Note: This is a revised and much expanded version of yesterday’s initial take on the topic.

Competition got hammered Thursday, and all the spin in the world won’t change that fact.

The Justice Department and state attorneys general insist that their actions — to abandon a breakup of Microsoft and give up on a key legal question — are sound strategic maneuvers. Maybe they even believe what they’re saying.

Some will charge that money bought this new position. I doubt campaign contributions — the legal bribery that fuels government today — were the direct cause.

For the Bush administration, which has a consistent record of favoring the interests of big business, this was a no-brainer. The only surprise was the charade we’d been seeing from the Bush Justice Department in this matter. Now we know what we suspected. It was a pretense.

The real surprise, and disappointment, was the states’ willingness to go along with this sellout. My guess is that the attorneys general have grown weary of the battle. They’ve fallen victim to Microsoft’s ability and willingness to outlast and outspend any opponent.

The case for splitting up this unrepentant monopolist has only grown stronger since the trial, not weaker. Microsoft has been spitting on the legal system and, with Windows XP and other initiatives, maneuvering without any subtlety to extend its monopoly into new arenas.
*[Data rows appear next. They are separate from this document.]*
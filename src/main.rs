fn main() -> std::process::ExitCode {
    mero_hisab_lib::run()
}
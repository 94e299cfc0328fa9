//! Secret storage using the OS credential store.
//!
//! On Windows this uses the Credential Manager (via the `keyring` crate), on
//! macOS Keychain, and on Linux the kernel keyring. Only secrets live here:
//! the Firebase web API key, the Aakash SMS token and the current Firebase
//! ID token. Everything else belongs in `local_settings`.

use keyring::Entry;
use serde_json::Value;
use tracing::{info, warn};

use crate::error::{Error, Result};

const SERVICE_NAME: &str = "mero-hisab";

// Credential keys
pub const KEY_FIREBASE_PROJECT: &str = "firebase_project_id";
pub const KEY_FIREBASE_API_KEY: &str = "firebase_api_key";
pub const KEY_SMS_TOKEN: &str = "sms_auth_token";
pub const KEY_ID_TOKEN: &str = "firebase_id_token";

/// All credential keys managed by this module.
const ALL_KEYS: &[&str] = &[
    KEY_FIREBASE_PROJECT,
    KEY_FIREBASE_API_KEY,
    KEY_SMS_TOKEN,
    KEY_ID_TOKEN,
];

// ---------------------------------------------------------------------------
// Low-level helpers
// ---------------------------------------------------------------------------

/// Retrieve a single credential from the OS keyring. Returns `None` when the
/// entry does not exist (or the platform returns a "not found" error).
pub fn get_credential(key: &str) -> Option<String> {
    let entry = match Entry::new(SERVICE_NAME, key) {
        Ok(e) => e,
        Err(e) => {
            warn!(key, error = %e, "keyring: failed to create entry");
            return None;
        }
    };
    match entry.get_password() {
        Ok(pw) => Some(pw),
        Err(keyring::Error::NoEntry) => None,
        Err(e) => {
            warn!(key, error = %e, "keyring: failed to read credential");
            None
        }
    }
}

/// Store a credential in the OS keyring.
pub fn set_credential(key: &str, value: &str) -> Result<()> {
    let entry = Entry::new(SERVICE_NAME, key)?;
    entry.set_password(value)?;
    Ok(())
}

/// Delete a credential from the OS keyring. Silently succeeds if the entry
/// does not exist.
pub fn delete_credential(key: &str) -> Result<()> {
    let entry = Entry::new(SERVICE_NAME, key)?;
    match entry.delete_credential() {
        Ok(()) => Ok(()),
        Err(keyring::Error::NoEntry) => Ok(()),
        Err(e) => Err(e.into()),
    }
}

pub fn has_credential(key: &str) -> bool {
    get_credential(key)
        .map(|v| !v.trim().is_empty())
        .unwrap_or(false)
}

/// Show the first and last two characters of a secret.
pub fn mask_secret(secret: &str) -> String {
    let chars: Vec<char> = secret.chars().collect();
    if chars.len() <= 4 {
        return "*".repeat(chars.len());
    }
    let head: String = chars[..2].iter().collect();
    let tail: String = chars[chars.len() - 2..].iter().collect();
    format!("{head}{}{tail}", "*".repeat(chars.len() - 4))
}

// ---------------------------------------------------------------------------
// High-level API
// ---------------------------------------------------------------------------

/// Remote sync is possible once the project id and web API key are stored.
pub fn is_configured() -> bool {
    has_credential(KEY_FIREBASE_PROJECT) && has_credential(KEY_FIREBASE_API_KEY)
}

/// Stored credentials, with secrets masked.
pub fn get_masked_config() -> Value {
    let masked = |key: &str| get_credential(key).map(|v| mask_secret(&v));
    serde_json::json!({
        "firebaseProjectId": get_credential(KEY_FIREBASE_PROJECT),
        "firebaseApiKey": masked(KEY_FIREBASE_API_KEY),
        "smsAuthToken": masked(KEY_SMS_TOKEN),
        "hasIdToken": has_credential(KEY_ID_TOKEN),
    })
}

/// Store credentials supplied during setup.
///
/// Expected JSON shape (camelCase, snake_case accepted):
/// ```json
/// {
///   "firebaseProjectId": "...",
///   "firebaseApiKey": "...",
///   "smsAuthToken": "...",   // optional
///   "idToken": "..."         // optional
/// }
/// ```
pub fn update_credentials(payload: &Value) -> Result<Value> {
    let pick = |keys: &[&str]| -> Option<String> {
        keys.iter()
            .find_map(|k| payload.get(*k).and_then(Value::as_str))
            .map(|s| s.trim().to_string())
            .filter(|s| !s.is_empty())
    };

    let mut stored = Vec::new();
    let fields: [(&[&str], &str); 4] = [
        (
            &["firebaseProjectId", "firebase_project_id", "projectId"],
            KEY_FIREBASE_PROJECT,
        ),
        (
            &["firebaseApiKey", "firebase_api_key", "apiKey"],
            KEY_FIREBASE_API_KEY,
        ),
        (&["smsAuthToken", "sms_auth_token", "smsToken"], KEY_SMS_TOKEN),
        (&["idToken", "id_token"], KEY_ID_TOKEN),
    ];
    for (aliases, key) in fields {
        if let Some(value) = pick(aliases) {
            set_credential(key, &value)?;
            stored.push(key);
        }
    }

    if stored.is_empty() {
        return Err(Error::validation("No credentials supplied"));
    }

    info!(keys = ?stored, "credentials updated");
    Ok(serde_json::json!({ "success": true, "stored": stored }))
}

/// Delete every stored credential (factory reset).
pub fn factory_reset() -> Result<Value> {
    info!("factory reset: deleting all credentials");
    for key in ALL_KEYS {
        delete_credential(key)?;
    }
    Ok(serde_json::json!({ "success": true }))
}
Giving up on the “tying” claim didn’t help, either. It tells the world that Microsoft had a right to bolt the Internet Explorer Web browser to the Windows operating system even though the primary purpose was to kill competition.

The government retreated without even a hint of a concession from the most arrogant monopolist since Standard Oil. In the process, the Justice Department and its state-government go-alongs have left themselves no serious leverage in the supposed negotiations for a settlement.
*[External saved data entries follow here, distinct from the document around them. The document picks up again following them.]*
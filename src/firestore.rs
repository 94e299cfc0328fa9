//! Firestore REST client.
//!
//! The `customers`, `transaction_entries` and `profiles` collections are
//! reached over the REST API: documents are upserted with `PATCH`, removed
//! with `DELETE`, and listed by a field (usually `user_id`) with a
//! `:runQuery` structured query. JSON documents are converted to and from
//! Firestore's typed value encoding.

use async_trait::async_trait;
use reqwest::{Client, Method, StatusCode, Url};
use serde_json::{json, Map, Value};
use std::time::Duration;
use tracing::{debug, warn};

use crate::config::AppConfig;
use crate::error::{Error, Result};

/// The seam between the sync engine and whatever stores documents remotely.
#[async_trait]
pub trait RemoteStore: Send + Sync {
    /// Create or fully replace a document.
    async fn upsert(&self, collection: &str, id: &str, data: &Value) -> Result<()>;

    /// Delete a document. Deleting a missing document succeeds.
    async fn delete(&self, collection: &str, id: &str) -> Result<()>;

    /// All documents in `collection` whose string field `field` equals `value`.
    async fn query_by_field(&self, collection: &str, field: &str, value: &str)
        -> Result<Vec<Value>>;

    /// All documents in `collection` owned by `user_id`.
    async fn query_by_user(&self, collection: &str, user_id: &str) -> Result<Vec<Value>> {
        self.query_by_field(collection, "user_id", user_id).await
    }

    /// Cheap reachability check.
    async fn health(&self) -> Result<()>;
}

// ---------------------------------------------------------------------------
// Value encoding
// ---------------------------------------------------------------------------

/// Encode a JSON value as a Firestore `Value`.
pub fn encode_value(value: &Value) -> Value {
    match value {
        Value::Null => json!({ "nullValue": null }),
        Value::Bool(b) => json!({ "booleanValue": b }),
        Value::Number(n) => {
            if let Some(i) = n.as_i64() {
                // Firestore transmits int64 as a decimal string.
                json!({ "integerValue": i.to_string() })
            } else {
                json!({ "doubleValue": n.as_f64().unwrap_or(0.0) })
            }
        }
        Value::String(s) => json!({ "stringValue": s }),
        Value::Array(items) => json!({
            "arrayValue": { "values": items.iter().map(encode_value).collect::<Vec<_>>() }
        }),
        Value::Object(map) => json!({ "mapValue": { "fields": encode_fields(map) } }),
    }
}

fn encode_fields(map: &Map<String, Value>) -> Value {
    let fields: Map<String, Value> = map
        .iter()
        .map(|(k, v)| (k.clone(), encode_value(v)))
        .collect();
    Value::Object(fields)
}

/// Wrap a JSON object as a Firestore document body.
pub fn encode_document(data: &Value) -> Result<Value> {
    match data {
        Value::Object(map) => Ok(json!({ "fields": encode_fields(map) })),
        _ => Err(Error::validation("Firestore documents must be JSON objects")),
    }
}

/// Decode a Firestore `Value` back into plain JSON.
pub fn decode_value(value: &Value) -> Value {
    let Some(obj) = value.as_object() else {
        return Value::Null;
    };
    if let Some(s) = obj.get("stringValue").and_then(Value::as_str) {
        return Value::String(s.to_string());
    }
    if let Some(raw) = obj.get("integerValue") {
        let parsed = match raw {
            Value::String(s) => s.parse::<i64>().ok(),
            Value::Number(n) => n.as_i64(),
            _ => None,
        };
        return parsed.map(Value::from).unwrap_or(Value::Null);
    }
    if let Some(raw) = obj.get("doubleValue") {
        let parsed = match raw {
            Value::Number(n) => n.as_f64(),
            Value::String(s) => s.parse::<f64>().ok(),
            _ => None,
        };
        return parsed.map(Value::from).unwrap_or(Value::Null);
    }
    if let Some(b) = obj.get("booleanValue").and_then(Value::as_bool) {
        return Value::Bool(b);
    }
    if let Some(ts) = obj.get("timestampValue").and_then(Value::as_str) {
        return Value::String(ts.to_string());
    }
    if let Some(arr) = obj.get("arrayValue") {
        let values = arr
            .get("values")
            .and_then(Value::as_array)
            .map(|items| items.iter().map(decode_value).collect())
            .unwrap_or_default();
        return Value::Array(values);
    }
    if let Some(map) = obj.get("mapValue") {
        return decode_fields(map.get("fields"));
    }
    Value::Null
}

fn decode_fields(fields: Option<&Value>) -> Value {
    let decoded: Map<String, Value> = fields
        .and_then(Value::as_object)
        .map(|m| m.iter().map(|(k, v)| (k.clone(), decode_value(v))).collect())
        .unwrap_or_default();
    Value::Object(decoded)
}

/// Decode a Firestore document; the id is taken from the resource name when
/// the fields do not carry one.
pub fn decode_document(doc: &Value) -> Value {
    let mut data = decode_fields(doc.get("fields"));
    let doc_id = doc
        .get("name")
        .and_then(Value::as_str)
        .and_then(|name| name.rsplit('/').next())
        .map(str::to_string);
    if let (Value::Object(map), Some(id)) = (&mut data, doc_id) {
        map.entry("id").or_insert(Value::String(id));
    }
    data
}

/// Extract documents from a `:runQuery` response stream.
pub fn parse_run_query_response(body: &Value) -> Vec<Value> {
    body.as_array()
        .map(|items| {
            items
                .iter()
                .filter_map(|item| item.get("document"))
                .map(decode_document)
                .collect()
        })
        .unwrap_or_default()
}

/// Turn an error response into an `Error`, using Google's error envelope
/// when present.
fn status_error(status: StatusCode, body: &str) -> Error {
    let message = serde_json::from_str::<Value>(body)
        .ok()
        .and_then(|v| {
            v.get("error")
                .and_then(|e| e.get("message"))
                .and_then(Value::as_str)
                .map(str::to_string)
        })
        .unwrap_or_else(|| body.chars().take(200).collect());
    match status.as_u16() {
        401 | 403 => Error::Auth(message),
        code => Error::Remote {
            status: code,
            message,
        },
    }
}

// ---------------------------------------------------------------------------
// Client
// ---------------------------------------------------------------------------

pub struct FirestoreClient {
    client: Client,
    base_url: String,
    project_id: String,
    api_key: String,
    id_token: Option<String>,
    connectivity_timeout: Duration,
}

impl FirestoreClient {
    pub fn new(
        base_url: &str,
        project_id: &str,
        api_key: &str,
        request_timeout: Duration,
        connectivity_timeout: Duration,
    ) -> Result<Self> {
        let client = Client::builder()
            .timeout(request_timeout)
            .build()
            .map_err(|e| Error::State(format!("http client: {e}")))?;
        Ok(Self {
            client,
            base_url: base_url.trim_end_matches('/').to_string(),
            project_id: project_id.to_string(),
            api_key: api_key.to_string(),
            id_token: None,
            connectivity_timeout,
        })
    }

    /// Build a client from config; `None` when Firebase is not configured.
    pub fn from_config(config: &AppConfig) -> Result<Option<Self>> {
        let (Some(project), Some(key)) = (
            config.firebase_project_id.as_deref(),
            config.firebase_api_key.as_deref(),
        ) else {
            return Ok(None);
        };
        let mut client = Self::new(
            &config.firestore_url,
            project,
            key,
            config.request_timeout,
            config.connectivity_timeout,
        )?;
        client.id_token = crate::storage::get_credential(crate::storage::KEY_ID_TOKEN);
        Ok(Some(client))
    }

    pub fn with_id_token(mut self, token: Option<String>) -> Self {
        self.id_token = token;
        self
    }

    fn documents_root(&self) -> String {
        format!(
            "{}/projects/{}/databases/(default)/documents",
            self.base_url, self.project_id
        )
    }

    pub fn document_url(&self, collection: &str, id: &str) -> Result<Url> {
        let raw = format!("{}/{collection}/{id}", self.documents_root());
        Url::parse_with_params(&raw, &[("key", self.api_key.as_str())])
            .map_err(|e| Error::validation(format!("invalid Firestore URL: {e}")))
    }

    fn run_query_url(&self) -> Result<Url> {
        let raw = format!("{}:runQuery", self.documents_root());
        Url::parse_with_params(&raw, &[("key", self.api_key.as_str())])
            .map_err(|e| Error::validation(format!("invalid Firestore URL: {e}")))
    }

    async fn send(
        &self,
        method: Method,
        url: Url,
        body: Option<&Value>,
    ) -> Result<(StatusCode, String)> {
        let mut req = self.client.request(method.clone(), url);
        if let Some(token) = &self.id_token {
            req = req.bearer_auth(token);
        }
        if let Some(body) = body {
            req = req.json(body);
        }
        let resp = req.send().await?;
        let status = resp.status();
        let text = resp.text().await.unwrap_or_default();
        debug!(method = %method, status = status.as_u16(), "firestore request");
        Ok((status, text))
    }
}

#[async_trait]
impl RemoteStore for FirestoreClient {
    async fn upsert(&self, collection: &str, id: &str, data: &Value) -> Result<()> {
        let body = encode_document(data)?;
        let url = self.document_url(collection, id)?;
        let (status, text) = self.send(Method::PATCH, url, Some(&body)).await?;
        if status.is_success() {
            return Ok(());
        }
        Err(status_error(status, &text))
    }

    async fn delete(&self, collection: &str, id: &str) -> Result<()> {
        let url = self.document_url(collection, id)?;
        let (status, text) = self.send(Method::DELETE, url, None).await?;
        if status.is_success() || status == StatusCode::NOT_FOUND {
            return Ok(());
        }
        Err(status_error(status, &text))
    }

    async fn query_by_field(
        &self,
        collection: &str,
        field: &str,
        value: &str,
    ) -> Result<Vec<Value>> {
        let body = json!({
            "structuredQuery": {
                "from": [{ "collectionId": collection }],
                "where": {
                    "fieldFilter": {
                        "field": { "fieldPath": field },
                        "op": "EQUAL",
                        "value": { "stringValue": value }
                    }
                }
            }
        });
        let url = self.run_query_url()?;
        let (status, text) = self.send(Method::POST, url, Some(&body)).await?;
        if !status.is_success() {
            return Err(status_error(status, &text));
        }
        let parsed: Value = serde_json::from_str(&text)?;
        Ok(parse_run_query_response(&parsed))
    }

    async fn health(&self) -> Result<()> {
        // Any HTTP answer means the network path works.
        match self
            .client
            .head(&self.base_url)
            .timeout(self.connectivity_timeout)
            .send()
            .await
        {
            Ok(_) => Ok(()),
            Err(e) => {
                warn!(error = %e, "firestore health check failed");
                Err(e.into())
            }
        }
    }
}

#[cfg(test)]
mod tests {
    use super::*;

    #[test]
    fn test_encode_document_uses_typed_values() {
        let doc = encode_document(&json!({
            "name": "Hari Traders",
            "amount": 1500.5,
            "count": 3,
            "active": true,
            "note": null,
            "tags": ["rice", "dal"],
            "meta": { "source": "offline" }
        }))
        .unwrap();

        let fields = &doc["fields"];
        assert_eq!(fields["name"], json!({ "stringValue": "Hari Traders" }));
        assert_eq!(fields["amount"], json!({ "doubleValue": 1500.5 }));
        assert_eq!(fields["count"], json!({ "integerValue": "3" }));
        assert_eq!(fields["active"], json!({ "booleanValue": true }));
        assert_eq!(fields["note"], json!({ "nullValue": null }));
        assert_eq!(
            fields["tags"]["arrayValue"]["values"][1],
            json!({ "stringValue": "dal" })
        );
        assert_eq!(
            fields["meta"]["mapValue"]["fields"]["source"],
            json!({ "stringValue": "offline" })
        );
    }

    #[test]
    fn test_encode_document_rejects_non_objects() {
        assert!(encode_document(&json!([1, 2])).is_err());
    }

    #[test]
    fn test_decode_document_takes_id_from_name() {
        let doc = json!({
            "name": "projects/p/databases/(default)/documents/customers/cust-42",
            "fields": {
                "name": { "stringValue": "Sita" },
                "user_id": { "stringValue": "u-1" },
                "amount": { "doubleValue": 250 },
                "visits": { "integerValue": "12" },
                "created_at": { "timestampValue": "2024-08-31T10:00:00Z" }
            }
        });
        let decoded = decode_document(&doc);
        assert_eq!(decoded["id"], "cust-42");
        assert_eq!(decoded["name"], "Sita");
        assert_eq!(decoded["amount"].as_f64(), Some(250.0));
        assert_eq!(decoded["visits"], 12);
        assert_eq!(decoded["created_at"], "2024-08-31T10:00:00Z");
    }

    #[test]
    fn test_encode_then_decode_preserves_a_ledger_entry() {
        let entry = json!({
            "id": "t-1",
            "amount": 1200.75,
            "transaction_type": "given",
            "transaction_date": "2081-05-15",
            "balance_after": -300.0,
        });
        let encoded = encode_document(&entry).unwrap();
        let decoded = decode_document(&encoded);
        assert_eq!(decoded, entry);
    }

    #[test]
    fn test_run_query_response_skips_read_time_only_rows() {
        let body = json!([
            { "readTime": "2024-08-31T10:00:00Z" },
            {
                "document": {
                    "name": "projects/p/databases/(default)/documents/customers/c-1",
                    "fields": { "name": { "stringValue": "Ram" } }
                },
                "readTime": "2024-08-31T10:00:00Z"
            }
        ]);
        let docs = parse_run_query_response(&body);
        assert_eq!(docs.len(), 1);
        assert_eq!(docs[0]["id"], "c-1");
    }

    #[test]
    fn test_status_error_reads_google_envelope() {
        let err = status_error(
            StatusCode::FORBIDDEN,
            r#"{"error":{"code":403,"message":"Missing or insufficient permissions.","status":"PERMISSION_DENIED"}}"#,
        );
        assert!(matches!(err, Error::Auth(ref m) if m == "Missing or insufficient permissions."));

        let err = status_error(StatusCode::SERVICE_UNAVAILABLE, "upstream down");
        assert!(err.is_retryable());
    }

    #[test]
    fn test_document_url_carries_api_key() {
        let client = FirestoreClient::new(
            "https://firestore.googleapis.com/v1/",
            "mero-hisab",
            "key-1",
            Duration::from_secs(15),
            Duration::from_secs(8),
        )
        .unwrap();
        let url = client.document_url("customers", "c-1").unwrap();
        assert_eq!(
            url.as_str(),
            "https://firestore.googleapis.com/v1/projects/mero-hisab/databases/(default)/documents/customers/c-1?key=key-1"
        );
    }
}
They seem to think they can move the case along more quickly now, and get serious remedies affecting Microsoft’s conduct. What are they smoking? Haven’t they noticed that Microsoft doesn’t believe in anything but a legal scorched-earth strategy? Haven’t they observed Microsoft’s ability to string the case out endlessly, until remedies for yesterday’s conduct are meaningless in today’s — and tomorrow’s — reality?

Microsoft has shown it will not agree to any remedies that mean actual change in conduct or any remedies that risk the monopoly and its extension. It has shown it will violate the spirit of any agreement it makes if that suits the corporate objectives.
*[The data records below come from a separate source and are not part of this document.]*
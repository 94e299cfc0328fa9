//! Theme and language preferences, plus locale-aware amount formatting.

use rusqlite::Connection;
use serde_json::{json, Value};

use crate::calendar::to_nepali_digits;
use crate::db;
use crate::error::Result;
use crate::models::{Language, Theme};

const CATEGORY: &str = "preferences";
const KEY_THEME: &str = "theme";
const KEY_LANGUAGE: &str = "language";

pub fn get_theme(conn: &Connection) -> Theme {
    db::get_setting(conn, CATEGORY, KEY_THEME)
        .and_then(|v| v.parse().ok())
        .unwrap_or(Theme::System)
}

pub fn set_theme(conn: &Connection, theme: Theme) -> Result<()> {
    db::set_setting(conn, CATEGORY, KEY_THEME, theme.as_str())
}

pub fn get_language(conn: &Connection) -> Language {
    db::get_setting(conn, CATEGORY, KEY_LANGUAGE)
        .and_then(|v| v.parse().ok())
        .unwrap_or(Language::En)
}

pub fn set_language(conn: &Connection, language: Language) -> Result<()> {
    db::set_setting(conn, CATEGORY, KEY_LANGUAGE, language.as_str())
}

pub fn snapshot(conn: &Connection) -> Value {
    json!({
        "theme": get_theme(conn).as_str(),
        "language": get_language(conn).as_str(),
    })
}

/// Group digits the South Asian way: `1234567` -> `12,34,567`.
fn group_digits(integer: &str) -> String {
    if integer.len() <= 3 {
        return integer.to_string();
    }
    let (head, tail) = integer.split_at(integer.len() - 3);
    let mut groups: Vec<&str> = Vec::new();
    let mut end = head.len();
    while end > 0 {
        let start = end.saturating_sub(2);
        groups.push(&head[start..end]);
        end = start;
    }
    groups.reverse();
    format!("{},{tail}", groups.join(","))
}

/// `Rs. 1,23,456.50`, or `रु. १,२३,४५६.५०` for Nepali.
pub fn format_amount(amount: f64, language: Language) -> String {
    let rounded = (amount.abs() * 100.0).round() as u64;
    let integer = (rounded / 100).to_string();
    let paisa = rounded % 100;
    let sign = if amount < 0.0 && rounded > 0 { "-" } else { "" };
    let body = format!("{sign}{}.{paisa:02}", group_digits(&integer));
    match language {
        Language::En => format!("Rs. {body}"),
        Language::Ne => format!("रु. {}", to_nepali_digits(&body)),
    }
}
//! Error taxonomy shared by the ledger, sync engine and OTP flow.
//!
//! Command handlers still return `Result<Value, String>`; this enum exists so
//! the sync engine can decide between "retry later" and "give up" without
//! string matching on its own errors.

use thiserror::Error;

pub type Result<T> = std::result::Result<T, Error>;

#[derive(Debug, Error)]
pub enum Error {
    #[error("database error: {0}")]
    Database(#[from] rusqlite::Error),

    #[error("{0}")]
    Validation(String),

    #[error("{0} not found")]
    NotFound(String),

    #[error("{0}")]
    Conflict(String),

    #[error("network error: {0}")]
    Network(String),

    #[error("request timed out: {0}")]
    Timeout(String),

    #[error("authentication failed: {0}")]
    Auth(String),

    #[error("remote service error (HTTP {status}): {message}")]
    Remote { status: u16, message: String },

    #[error("credential store: {0}")]
    Credential(String),

    #[error("invalid JSON: {0}")]
    Json(#[from] serde_json::Error),

    #[error("io error: {0}")]
    Io(#[from] std::io::Error),

    #[error("{0}")]
    State(String),
}

/// Coarse classification used to pick a retry policy.
#[derive(Debug, Clone, Copy, PartialEq, Eq)]
pub enum ErrorKind {
    Network,
    Timeout,
    Auth,
    Permanent,
}

impl ErrorKind {
    pub fn is_retryable(self) -> bool {
        matches!(self, ErrorKind::Network | ErrorKind::Timeout)
    }
}

impl Error {
    pub fn validation(msg: impl Into<String>) -> Self {
        Error::Validation(msg.into())
    }

    pub fn not_found(what: impl Into<String>) -> Self {
        Error::NotFound(what.into())
    }

    pub fn kind(&self) -> ErrorKind {
        match self {
            Error::Network(_) => ErrorKind::Network,
            Error::Timeout(_) => ErrorKind::Timeout,
            Error::Auth(_) => ErrorKind::Auth,
            Error::Remote { status, message } => match *status {
                401 | 403 => ErrorKind::Auth,
                408 => ErrorKind::Timeout,
                429 => ErrorKind::Network,
                s if s >= 500 => ErrorKind::Network,
                _ => classify_message(message),
            },
            _ => ErrorKind::Permanent,
        }
    }

    pub fn is_retryable(&self) -> bool {
        self.kind().is_retryable()
    }
}

impl From<reqwest::Error> for Error {
    fn from(err: reqwest::Error) -> Self {
        if err.is_timeout() {
            return Error::Timeout(err.to_string());
        }
        if err.is_connect() || err.is_request() {
            return Error::Network(err.to_string());
        }
        if let Some(status) = err.status() {
            return Error::Remote {
                status: status.as_u16(),
                message: err.to_string(),
            };
        }
        Error::Network(err.to_string())
    }
}

impl<T> From<std::sync::PoisonError<T>> for Error {
    fn from(err: std::sync::PoisonError<T>) -> Self {
        Error::State(format!("lock poisoned: {err}"))
    }
}

impl From<keyring::Error> for Error {
    fn from(err: keyring::Error) -> Self {
        Error::Credential(err.to_string())
    }
}

impl From<Error> for String {
    fn from(err: Error) -> Self {
        err.to_string()
    }
}

/// Classify a free-form error message coming back from a remote service.
///
/// Firebase reports auth problems as `auth/...` codes and transport trouble
/// only as text, so matching on the message is the best signal available.
pub fn classify_message(message: &str) -> ErrorKind {
    let lower = message.to_lowercase();
    if lower.contains("auth/")
        || lower.contains("unauthenticated")
        || lower.contains("permission_denied")
        || lower.contains("permission denied")
    {
        return ErrorKind::Auth;
    }
    if lower.contains("timeout") || lower.contains("timed out") || lower.contains("deadline") {
        return ErrorKind::Timeout;
    }
    if lower.contains("network")
        || lower.contains("unavailable")
        || lower.contains("connection")
        || lower.contains("offline")
    {
        return ErrorKind::Network;
    }
    ErrorKind::Permanent
}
The Justice Department claims it doesn’t want remedies that require endless government intervention in the inner workings of technology development. If the government pursues the case in the way it now says it will go, such intervention will be unavoidable.

A breakup — a so-called structural remedy — would have been a relatively clean solution. Conduct remedies, if adopted, will amount to a new federal Department of Software Design.

The spin will continue, but the reality is simple. The people whose job is to protect competitive markets have given ground on fundamental principles. They’re looking for an easy way out. There isn’t one.

UPDATE: It’s morning in South Africa. I’ve slept on this column, and have scanned the Web for other folks’ take on the subject. I think Dave Winer is probably right when he says that the move is a prelude to an orchestrated settlement, and that the settlement will not help protect competition.